The Nueces-Frio River watershed in South Texas includes an area which once went by the name “the Wild Horse Desert.”  Water supplies -- largely, the lack thereof -- is a constant concern in the Coastal Bend region and have historically been used to meet personal, residential, commercial, and industrial needs.  The water needs of the environment – in-stream flows and bay/estuary inflows  -- were largely ignored until around 1990, when an environmental group sued the City of Corpus Christi over its failure to implement a “special provision” of the City of Corpus Christi’s 1984 water right for Choke Canyon Reservoir – a provision which required the City of Corpus Christi to provide minimum freshwater inflows for the Nueces Bay/Estuary System.  This led to the creation of a planning and adaptive management program – the Nueces Estuary Advisory Council – which used science and stakeholder input to fashion freshwater inflow (FWI) operating plans to balance environmental and human needs for freshwater.  However, while there were at least four iterations of the plan in the first fifteen years, there have been no changes to the plan in the last seventeen -- even though the numerous new FWI studies developed under Texas’ Senate Bill 3 (2007) process have provided information which could guide further refinement of the Nueces Estuary freshwater inflow operating plan.  This presentation will describe how the region might achieve the elusive “balancing act” between rapidly growing water demands of an expanding economy and protection of the environmental resources of the Nueces-Corpus Christi Bay System.

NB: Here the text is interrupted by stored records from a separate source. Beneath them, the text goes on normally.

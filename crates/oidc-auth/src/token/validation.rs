//! ID token claims validation (OpenID Connect Core 3.1.3.7).
//!
//! Checks run in a fixed order and stop at the first failure:
//!
//! 1. not expired
//! 2. not issued in the future
//! 3. issuer equals the expected issuer
//! 4. issuer is an HTTPS URL without query or fragment
//! 5. audience contains the expected client
//! 6. subject equals the expected subject
//! 7. subject is at most 255 characters
//! 8. nonce equals the expected nonce, when one is expected
//!
//! Signature verification is the signer's job; this module only looks at
//! claims.

use time::{Duration, OffsetDateTime};

use crate::token::jwt::IdTokenClaims;

/// Maximum `sub` length in characters.
pub const MAX_SUBJECT_LENGTH: usize = 255;

/// Reasons an ID token is rejected.
#[derive(Debug, Clone, PartialEq, Eq, thiserror::Error)]
pub enum IdTokenError {
    #[error("ID token has expired")]
    Expired,

    #[error("ID token was issued in the future")]
    IssuedInFuture,

    #[error("Issuer mismatch: expected '{expected}', got '{actual}'")]
    IssuerMismatch { expected: String, actual: String },

    #[error("Issuer must be an https URL without query or fragment: '{issuer}'")]
    IssuerNotHttps { issuer: String },

    #[error("ID token audience does not include '{audience}'")]
    AudienceMismatch { audience: String },

    #[error("Subject mismatch")]
    SubjectMismatch,

    #[error("Subject exceeds 255 characters ({length})")]
    SubjectTooLong { length: usize },

    #[error("Nonce mismatch")]
    NonceMismatch,
}

/// Values the claims are checked against.
#[derive(Debug, Clone, Copy)]
pub struct ExpectedClaims<'a> {
    /// Client ID that must be in `aud`.
    pub audience: &'a str,

    pub issuer: &'a str,

    pub subject: &'a str,

    /// Nonce sent in the authentication request, if any.
    pub nonce: Option<&'a str>,
}

/// ID token claims validator.
#[derive(Debug, Clone, Default)]
pub struct IdTokenValidator {
    leeway: Duration,
}

impl IdTokenValidator {
    /// Creates a validator without clock-skew tolerance.
    #[must_use]
    pub fn new() -> Self {
        Self::default()
    }

    /// Tolerates `leeway` of clock skew on `exp` and `iat`.
    #[must_use]
    pub fn with_leeway(mut self, leeway: Duration) -> Self {
        self.leeway = leeway;
        self
    }

    /// Validates `claims` at time `now`.
    ///
    /// # Errors
    ///
    /// Returns the first failed check.
    pub fn validate(
        &self,
        claims: &IdTokenClaims,
        expected: &ExpectedClaims<'_>,
        now: OffsetDateTime,
    ) -> Result<(), IdTokenError> {
        let now_ts = now.unix_timestamp();
        let leeway = self.leeway.whole_seconds();

        if now_ts.saturating_sub(leeway) >= claims.exp {
            return Err(IdTokenError::Expired);
        }

        if claims.iat > now_ts.saturating_add(leeway) {
            return Err(IdTokenError::IssuedInFuture);
        }

        if claims.iss != expected.issuer {
            return Err(IdTokenError::IssuerMismatch {
                expected: expected.issuer.to_string(),
                actual: claims.iss.clone(),
            });
        }

        if !is_https_issuer(&claims.iss) {
            return Err(IdTokenError::IssuerNotHttps {
                issuer: claims.iss.clone(),
            });
        }

        if !claims.aud.contains(expected.audience) {
            return Err(IdTokenError::AudienceMismatch {
                audience: expected.audience.to_string(),
            });
        }

        if claims.sub != expected.subject {
            return Err(IdTokenError::SubjectMismatch);
        }

        let length = claims.sub.chars().count();
        if length > MAX_SUBJECT_LENGTH {
            return Err(IdTokenError::SubjectTooLong { length });
        }

        if let Some(nonce) = expected.nonce {
            if claims.nonce.as_deref() != Some(nonce) {
                return Err(IdTokenError::NonceMismatch);
            }
        }

        Ok(())
    }
}

fn is_https_issuer(issuer: &str) -> bool {
    url::Url::parse(issuer).is_ok_and(|url| {
        url.scheme() == "https"
            && url.host_str().is_some()
            && url.query().is_none()
            && url.fragment().is_none()
    })
}
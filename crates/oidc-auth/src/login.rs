//! Username/password login and the session cookie.
//!
//! A successful login creates a [`Session`] in the [`SessionStore`]; the
//! session id travels in an `HttpOnly` cookie built by [`SessionCookie`].
//! Failed logins feed the [`LoginThrottle`].

use std::sync::Arc;

use axum_extra::extract::CookieJar;
use axum_extra::extract::cookie::{Cookie, SameSite};
use time::Duration;

use crate::AuthResult;
use crate::error::AuthError;
use crate::password::PasswordHasher;
use crate::storage::{LoginThrottle, Session, SessionStore, UserRepository};

/// Login/logout against the session store.
pub struct LoginService {
    users: Arc<dyn UserRepository>,
    sessions: Arc<SessionStore>,
    throttle: Arc<LoginThrottle>,
    hasher: Arc<dyn PasswordHasher>,
}

impl LoginService {
    #[must_use]
    pub fn new(
        users: Arc<dyn UserRepository>,
        sessions: Arc<SessionStore>,
        throttle: Arc<LoginThrottle>,
        hasher: Arc<dyn PasswordHasher>,
    ) -> Self {
        Self {
            users,
            sessions,
            throttle,
            hasher,
        }
    }

    /// Authenticates a user and opens a session.
    ///
    /// # Errors
    ///
    /// - `AccountLocked` while the username is throttled
    /// - `InvalidCredentials` for an unknown user or wrong password
    pub async fn login(&self, username: &str, password: &str) -> AuthResult<Session> {
        // 1. Refuse locked identities before touching the password. The
        // attempt counts as a failure until verification succeeds.
        if !self.throttle.try_reserve(username) {
            tracing::warn!(username = %username, "Login refused, identity locked");
            return Err(AuthError::AccountLocked);
        }

        // 2. Look up and verify
        let user = self.users.find_by_username(username).await?;
        let user = match user {
            Some(user) if self.hasher.verify(&user.password_hash, password) => user,
            _ => {
                tracing::warn!(username = %username, "Login failed");
                return Err(AuthError::InvalidCredentials);
            }
        };

        // 3. Open the session
        self.throttle.clear(username);
        Ok(self.sessions.create(user.id))
    }

    /// Closes a session. Returns `true` if it existed.
    pub fn logout(&self, session_id: &str) -> bool {
        self.sessions.delete(session_id)
    }
}

/// Builds and reads the session cookie.
#[derive(Debug, Clone)]
pub struct SessionCookie {
    name: String,
    max_age: Duration,
    secure: bool,
}

impl SessionCookie {
    /// `max_age` should equal the session window.
    #[must_use]
    pub fn new(name: impl Into<String>, max_age: Duration) -> Self {
        Self {
            name: name.into(),
            max_age,
            secure: false,
        }
    }

    /// Sets the `Secure` attribute.
    #[must_use]
    pub fn secure(mut self, secure: bool) -> Self {
        self.secure = secure;
        self
    }

    #[must_use]
    pub fn name(&self) -> &str {
        &self.name
    }

    /// Cookie carrying `session_id`.
    #[must_use]
    pub fn build(&self, session_id: &str) -> Cookie<'static> {
        Cookie::build((self.name.clone(), session_id.to_string()))
            .http_only(true)
            .secure(self.secure)
            .same_site(SameSite::Lax)
            .path("/")
            .max_age(self.max_age)
            .build()
    }

    /// Cookie that clears the session cookie.
    #[must_use]
    pub fn removal(&self) -> Cookie<'static> {
        Cookie::build((self.name.clone(), ""))
            .http_only(true)
            .secure(self.secure)
            .same_site(SameSite::Lax)
            .path("/")
            .max_age(Duration::ZERO)
            .build()
    }

    /// Session id from the request cookies.
    #[must_use]
    pub fn session_id(&self, jar: &CookieJar) -> Option<String> {
        jar.get(&self.name)
            .map(|c| c.value().to_string())
            .filter(|v| !v.is_empty())
    }
}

Mr. Dodson received his B.S. in Marine Science from Texas A&M University at Galveston (1975) and a Masters in Public Affairs from the LBJ School of Public Affairs at the University of Texas at Austin (1978).  He has worked in coastal and water resources policy, planning and management at the university, local, state, and federal levels, and in private practice as a water and coastal resources consultant.  In the 1990’s, Mr. Dodson worked extensively on environmental issues related to water supply planning and development in the Coastal Bend, leading efforts to develop a consensus-based program to assure that the freshwater inflow needs of the Nueces Estuary would be met.  Later, as Deputy Executive Director for the Nueces River Authority, he managed development of the first Senate Bill 1 Regional Water Plan for the Coastal Bend (Region N) Regional Water Planning Group and a Texas Water Development Board funded study of seawater desalination options for Texas.  Since 2002, Mr. Dodson has consulted on various water and coastal resources projects and helped establish the San Antonio Bay Partnership (SABP) serving as its Program Facilitator/Project Manager since inception.  He has taught graduate seminar courses on water resources management, water conservation and environmental flows at TAMU-CC and has been a Fellow of the Meadows Center for Water and the Environment at Texas State University since 2018.